Skeptophilia (skep-to-fil-i-a) (n.) - the love of logical thought, skepticism, and thinking critically. Being an exploration of the applications of skeptical thinking to the world at large, with periodic excursions into linguistics, music, politics, cryptozoology, and why people keep seeing the face of Jesus on grilled cheese sandwiches.

Tuesday, December 1, 2020

Sanitizing history

An online acquaintance of mine made an interesting statement a couple of days ago.

"The Europeans didn't just bring exploitation and disease to North America, they brought war.  The Native Americans didn't even fight wars until after the Europeans arrived."

I asked him how he knew this, and he said he'd read it in a book, and then posted a link from (of all things) a Reddit page.   I gave a verbal shrug, and sort of said, "Okay, then," and didn't push the topic any further.  But I've been thinking about it ever since.

Why do we need to have certain ethnic groups be characterized by a nearly mythical goodness?

How often have we heard that before the Europeans arrived, the Natives were "in touch with the land," that they respected the Great Spirit, asked animals' permission before hunting, never took more than their fair share of what nature had to offer?  And now, this gentleman claims that they also never made war on each other until the Europeans arrived and taught them to do so.  I've heard similar claims made for other groups -- most commonly the Celts, who have also been mythologized to a fare-thee-well, to the point that since the mid-1800s there have been quasi-religious groups of "druids" who have tried to emulate what they think the Celts were doing back then.  More recently, the Afrocentrist movement has claimed that all good things came from Africa, and the extreme wing of that school of thought calls dark-skinned people "Sun People" and light-skinned people "Ice People" -- with all of the value judgments that those terms imply.

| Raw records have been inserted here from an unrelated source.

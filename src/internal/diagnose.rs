// SPDX-License-Identifier: MPL-2.0

//! Explains why a problem has no solution.
//!
//! The diagnoser runs only after the solver has proven the full top-level
//! constraint list unsatisfiable. It answers three questions, each reusing
//! the same builder and solver machinery as the main solve:
//!
//! 1. Which constraint broke the problem? Binary probing finds the smallest
//!    prefix of the top-level list that is already unsatisfiable.
//! 2. Which package is most constrained? Constraints are re-added one at a
//!    time; every probe that flips to UNSAT contributes its domain wipe-out
//!    counts, and the package with the highest tally wins (ties go to the
//!    lexicographically smallest name).
//! 3. How does the conflict reach that package? All simple paths through
//!    the active dependency arcs from a top-level-constrained package to the
//!    most constrained one are enumerated and rendered.

use log::debug;

use crate::constraint::VersionConstraint;
use crate::error::NoSolutionExists;
use crate::graph::{DependencyGraph, PackageId, PackageVersionId};
use crate::internal::domain::ABSENT;
use crate::internal::problem::Problem;
use crate::internal::solve::{Budget, BudgetExhausted, Outcome, Solver};
use crate::report::{render_no_solution, ConstraintPath, PathStep};
use crate::type_aliases::{Map, Set};

/// Path enumeration stops after this many chains; a conflict rarely needs
/// more than a handful to be understood.
const MAX_PATHS: usize = 64;

/// Produces the full diagnosis for an unsatisfiable constraint list.
pub(crate) fn diagnose(
    graph: &DependencyGraph,
    constraints: &[(PackageId, VersionConstraint)],
    valid: Option<&Set<PackageId>>,
    budget: &mut Budget,
) -> Result<NoSolutionExists, BudgetExhausted> {
    debug_assert!(!constraints.is_empty());
    let total = constraints.len();

    // Smallest k with constraints[..k] unsatisfiable. The caller proved the
    // invariant for k = total; every probe is an independent solve that only
    // needs feasibility, not optimality.
    let mut lo = 1usize;
    let mut hi = total;
    while lo < hi {
        let mid = lo + (hi - lo) / 2;
        debug!("diagnosis probe: prefix {mid} of {total}");
        if probe(graph, &constraints[..mid], valid, budget)? {
            lo = mid + 1;
        } else {
            hi = mid;
        }
    }
    let offending = hi;

    // Re-add constraints one at a time. Prefix minimality means only the
    // last add can flip to UNSAT, but the loop keeps the accounting honest
    // even if a future builder change breaks that assumption.
    let mut blame: Map<PackageId, u64> = Map::default();
    for len in 1..=offending {
        let problem = Problem::build(graph, &constraints[..len], valid);
        let mut solver = Solver::new(&problem);
        if let Outcome::Unsat = solver.solve(budget, true)? {
            for (var, &count) in solver.wipeouts.iter().enumerate() {
                if count > 0 {
                    *blame.entry(problem.vars[var].package).or_insert(0) += count;
                }
            }
        }
    }
    let most_constrained = blame
        .iter()
        .max_by(|a, b| {
            // Higher count wins; on equal counts the smaller name does.
            a.1.cmp(b.1)
                .then_with(|| graph.name(*b.0).cmp(graph.name(*a.0)))
        })
        .map(|(package, _)| *package)
        .unwrap_or(constraints[offending - 1].0);
    debug!(
        "most constrained package: {} ({} wipe-outs)",
        graph.name(most_constrained),
        blame.get(&most_constrained).copied().unwrap_or(0)
    );

    let prefix = &constraints[..offending];
    let problem = Problem::build(graph, prefix, valid);
    let paths = constraint_paths(graph, &problem, prefix, most_constrained);

    let (offending_package, offending_constraint) = &constraints[offending - 1];
    let message = render_no_solution(
        offending - 1,
        graph.name(*offending_package),
        &offending_constraint.to_string(),
        graph.name(most_constrained),
        graph.exists(most_constrained),
        &paths,
    );
    Ok(NoSolutionExists {
        offending_constraint_index: offending - 1,
        most_constrained_package: graph.name(most_constrained).to_string(),
        paths,
        message,
    })
}

/// One feasibility probe. True means the prefix is satisfiable.
fn probe(
    graph: &DependencyGraph,
    prefix: &[(PackageId, VersionConstraint)],
    valid: Option<&Set<PackageId>>,
    budget: &mut Budget,
) -> Result<bool, BudgetExhausted> {
    let problem = Problem::build(graph, prefix, valid);
    let mut solver = Solver::new(&problem);
    Ok(matches!(solver.solve(budget, true)?, Outcome::Sat(_)))
}

/// Enumerates simple paths from every top-level-constrained package to
/// `target` over the dependency arcs still active after the top-level
/// restriction of `prefix`.
fn constraint_paths(
    graph: &DependencyGraph,
    problem: &Problem<'_>,
    prefix: &[(PackageId, VersionConstraint)],
    target: PackageId,
) -> Vec<ConstraintPath> {
    let var_of: Map<PackageId, u32> = problem
        .vars
        .iter()
        .enumerate()
        .map(|(var, variable)| (variable.package, var as u32))
        .collect();
    let Some(&target_var) = var_of.get(&target) else {
        return Vec::new();
    };

    // Outgoing arcs per variable, deduplicated on (target, constraint).
    // Only versions surviving the top-level restriction contribute arcs.
    let mut arcs: Vec<Vec<(u32, &VersionConstraint)>> = Vec::with_capacity(problem.vars.len());
    for (var, variable) in problem.vars.iter().enumerate() {
        let mut out: Vec<(u32, &VersionConstraint)> = Vec::new();
        for value in problem.initial[var].iter() {
            if value == ABSENT {
                continue;
            }
            let pv = PackageVersionId {
                package: variable.package,
                index: variable.order[value - 1],
            };
            for dep in graph.dependencies(pv) {
                let Some(&dep_var) = var_of.get(&dep.target) else {
                    continue;
                };
                if !out
                    .iter()
                    .any(|(existing, constraint)| *existing == dep_var && **constraint == dep.constraint)
                {
                    out.push((dep_var, &dep.constraint));
                }
            }
        }
        arcs.push(out);
    }

    // Starting points in prefix order, each carrying the intersection of its
    // top-level constraints.
    let mut starts: Vec<(u32, VersionConstraint)> = Vec::new();
    for (package, _) in prefix {
        if !starts
            .iter()
            .any(|(var, _)| problem.vars[*var as usize].package == *package)
        {
            if let Some(&var) = var_of.get(package) {
                let combined = prefix
                    .iter()
                    .filter(|(p, _)| p == package)
                    .fold(VersionConstraint::any(), |acc, (_, c)| acc.intersect(c));
                starts.push((var, combined));
            }
        }
    }

    let mut paths = Vec::new();
    let mut terminals: Vec<VersionConstraint> = Vec::new();
    for (start, top_constraint) in &starts {
        let mut on_path = vec![false; problem.vars.len()];
        let mut steps = vec![PathStep {
            package: graph.name(problem.vars[*start as usize].package).to_string(),
            constraint: top_constraint.to_string(),
        }];
        walk(
            *start,
            target_var,
            top_constraint,
            graph,
            problem,
            &arcs,
            &mut on_path,
            &mut steps,
            &mut paths,
            &mut terminals,
        );
    }
    if paths.len() >= MAX_PATHS {
        debug!("path enumeration stopped at {MAX_PATHS} chains");
    }

    // The chains should jointly over-constrain the target: no version may
    // satisfy all terminal constraints at once. A target without versions
    // is over-constrained by definition.
    if graph.exists(target) {
        let over_constrained = !graph
            .versions(target)
            .any(|version| terminals.iter().all(|c| c.contains(version)));
        if !over_constrained {
            debug!("constraint chains do not pin the blame on their own");
        }
    }
    paths
}

/// Depth-first simple-path enumeration. `steps` always holds the chain up
/// to and including `var`; a chain is recorded the moment it reaches the
/// target.
#[allow(clippy::too_many_arguments)]
fn walk(
    var: u32,
    target_var: u32,
    incoming: &VersionConstraint,
    graph: &DependencyGraph,
    problem: &Problem<'_>,
    arcs: &[Vec<(u32, &VersionConstraint)>],
    on_path: &mut [bool],
    steps: &mut Vec<PathStep>,
    paths: &mut Vec<ConstraintPath>,
    terminals: &mut Vec<VersionConstraint>,
) {
    if paths.len() >= MAX_PATHS {
        return;
    }
    if var == target_var {
        paths.push(ConstraintPath {
            steps: steps.clone(),
        });
        terminals.push(incoming.clone());
        return;
    }
    on_path[var as usize] = true;
    for &(next, constraint) in &arcs[var as usize] {
        if on_path[next as usize] {
            continue;
        }
        steps.push(PathStep {
            package: graph
                .name(problem.vars[next as usize].package)
                .to_string(),
            constraint: constraint.to_string(),
        });
        walk(
            next, target_var, constraint, graph, problem, arcs, on_path, steps, paths, terminals,
        );
        steps.pop();
    }
    on_path[var as usize] = false;
}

There are a couple of problems with all of this -- one of them academic, one of them common-sense.

The academic problem is that because all three of those groups left next to no tangible records, we really don't have all that clear a picture of what they were doing before they were contacted by societies who did write things down.  And when that contact occurred, the records left weren't exactly unbiased -- it's hard to know how much to believe of (for example) what the Romans wrote about the Celts.  Trying to piece together what was going on in the years prior to such contact is decidedly non-trivial, and has to be inferred from archaeological evidence and such indirect evidence as patterns of linguistic distribution.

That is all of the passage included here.